[Records from a data collection]
——

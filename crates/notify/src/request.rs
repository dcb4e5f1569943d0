use chrono::{DateTime, Utc};
use serde::{Deserialize, Serialize};

use pricewatch_core::UserId;
use pricewatch_events::{NotificationChannel, PriceChangeEvent};

pub const WELCOME_SUBJECT: &str = "Bem-vindo ao Price Watcher!";

#[derive(Debug, Clone, Copy, PartialEq, Eq, Hash, Serialize, Deserialize)]
#[serde(rename_all = "SCREAMING_SNAKE_CASE")]
pub enum Category {
    PriceChange,
    Welcome,
    System,
}

#[derive(Debug, Clone, Copy, PartialEq, Eq, Hash, PartialOrd, Ord, Serialize, Deserialize)]
#[serde(rename_all = "SCREAMING_SNAKE_CASE")]
pub enum Priority {
    Low,
    Normal,
    High,
    Urgent,
}

/// Email template a notification is rendered with.
#[derive(Debug, Clone, Copy, PartialEq, Eq, Hash, Serialize, Deserialize)]
#[serde(rename_all = "kebab-case")]
pub enum Template {
    PriceTargetAchieved,
    PriceDecrease,
    PriceIncrease,
    Welcome,
    SystemNotification,
}

impl Template {
    pub fn name(&self) -> &'static str {
        match self {
            Template::PriceTargetAchieved => "price-target-achieved",
            Template::PriceDecrease => "price-decrease",
            Template::PriceIncrease => "price-increase",
            Template::Welcome => "welcome",
            Template::SystemNotification => "system-notification",
        }
    }
}

/// Inputs a template is rendered from.
#[derive(Debug, Clone, PartialEq, Eq)]
pub enum TemplateData {
    PriceChange(PriceChangeEvent),
    Welcome { username: String },
    System { message: String },
}

/// A notification ready to hand to a channel sender.
#[derive(Debug, Clone, PartialEq, Eq)]
pub struct NotificationRequest {
    pub channel: NotificationChannel,
    pub recipient: String,
    pub category: Category,
    pub priority: Priority,
    pub subject: String,
    pub template: Template,
    pub data: TemplateData,
    /// Rate limiting only applies when set.
    pub user_id: Option<UserId>,
    pub created_at: DateTime<Utc>,
}

impl NotificationRequest {
    /// Target reached wins over direction; a decrease is `NORMAL`, anything
    /// else `LOW`.
    pub fn price_change(
        event: &PriceChangeEvent,
        channel: NotificationChannel,
        recipient: impl Into<String>,
    ) -> Self {
        let name = &event.product_name;
        let (priority, template, subject) = if event.is_target_reached() {
            (
                Priority::High,
                Template::PriceTargetAchieved,
                format!("🎉 Meta de preço atingida: {name}"),
            )
        } else if event.is_price_decrease() {
            (
                Priority::Normal,
                Template::PriceDecrease,
                format!("📉 Preço reduzido: {name}"),
            )
        } else {
            (
                Priority::Low,
                Template::PriceIncrease,
                format!("📈 Mudança de preço: {name}"),
            )
        };

        Self {
            channel,
            recipient: recipient.into(),
            category: Category::PriceChange,
            priority,
            subject,
            template,
            data: TemplateData::PriceChange(event.clone()),
            user_id: Some(event.user_id),
            created_at: Utc::now(),
        }
    }

    pub fn welcome(email: impl Into<String>, username: impl Into<String>) -> Self {
        Self {
            channel: NotificationChannel::Email,
            recipient: email.into(),
            category: Category::Welcome,
            priority: Priority::Normal,
            subject: WELCOME_SUBJECT.to_string(),
            template: Template::Welcome,
            data: TemplateData::Welcome {
                username: username.into(),
            },
            user_id: None,
            created_at: Utc::now(),
        }
    }

    pub fn system(
        email: impl Into<String>,
        subject: impl Into<String>,
        message: impl Into<String>,
        priority: Priority,
    ) -> Self {
        Self {
            channel: NotificationChannel::Email,
            recipient: email.into(),
            category: Category::System,
            priority,
            subject: subject.into(),
            template: Template::SystemNotification,
            data: TemplateData::System {
                message: message.into(),
            },
            user_id: None,
            created_at: Utc::now(),
        }
    }
}

#[cfg(test)]
mod tests {
    use super::*;
    use pricewatch_core::ProductId;
    use rust_decimal::Decimal;
    use rust_decimal_macros::dec;

    fn event(previous: Option<Decimal>, current: Decimal, target: Option<Decimal>) -> PriceChangeEvent {
        PriceChangeEvent {
            product_id: ProductId::new(1),
            product_name: "Smart TV".to_string(),
            product_url: "https://shop.test/tv".to_string(),
            previous_price: previous,
            current_price: current,
            target_price: target,
            user_id: UserId::new(3),
            notification_channel: NotificationChannel::Email,
            event_id: uuid::Uuid::now_v7(),
            timestamp: Utc::now(),
        }
    }

    #[test]
    fn target_reached_and_decrease_resolves_to_high() {
        let req = NotificationRequest::price_change(
            &event(Some(dec!(120)), dec!(95), Some(dec!(100))),
            NotificationChannel::Email,
            "a@b.c",
        );
        assert_eq!(req.priority, Priority::High);
        assert_eq!(req.template, Template::PriceTargetAchieved);
        assert_eq!(req.subject, "🎉 Meta de preço atingida: Smart TV");
        assert_eq!(req.category, Category::PriceChange);
        assert_eq!(req.user_id, Some(UserId::new(3)));
    }

    #[test]
    fn decrease_is_normal_and_increase_is_low() {
        let down = NotificationRequest::price_change(
            &event(Some(dec!(120)), dec!(110), Some(dec!(100))),
            NotificationChannel::Email,
            "a@b.c",
        );
        assert_eq!(down.priority, Priority::Normal);
        assert_eq!(down.template.name(), "price-decrease");
        assert_eq!(down.subject, "📉 Preço reduzido: Smart TV");

        let up = NotificationRequest::price_change(
            &event(Some(dec!(100)), dec!(110), None),
            NotificationChannel::Email,
            "a@b.c",
        );
        assert_eq!(up.priority, Priority::Low);
        assert_eq!(up.template.name(), "price-increase");
        assert_eq!(up.subject, "📈 Mudança de preço: Smart TV");
    }

    #[test]
    fn welcome_and_system_are_not_rate_limited() {
        let welcome = NotificationRequest::welcome("a@b.c", "Ana");
        assert_eq!(welcome.priority, Priority::Normal);
        assert_eq!(welcome.subject, WELCOME_SUBJECT);
        assert_eq!(welcome.user_id, None);

        let system = NotificationRequest::system("a@b.c", "Teste", "Olá", Priority::Low);
        assert_eq!(system.category, Category::System);
        assert_eq!(system.template, Template::SystemNotification);
        assert_eq!(system.user_id, None);
    }
}
//! Price Extraction Engine.
//!
//! Fetches a product page and pulls a price out of it using, in order, a
//! caller-supplied CSS selector, the retailer's known selectors, a generic
//! selector list, and finally a regex scan over the raw markup.

pub mod engine;
pub mod error;
pub mod fetch;
pub mod parse;
pub mod retry;
pub mod selectors;

pub use engine::{ExtractorConfig, PriceExtractor};
pub use error::{ExtractionError, FetchError, PriceParseError};
pub use fetch::{HttpFetcher, PageFetcher};
pub use parse::parse_price;
pub use retry::RetryPolicy;
pub use selectors::Store;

——

**Action item**
Every line of the records containing the word "enum" must appear in the answer.

**Solution to this task**
pub enum Category {
pub enum Priority {
pub enum Template {
pub enum TemplateData {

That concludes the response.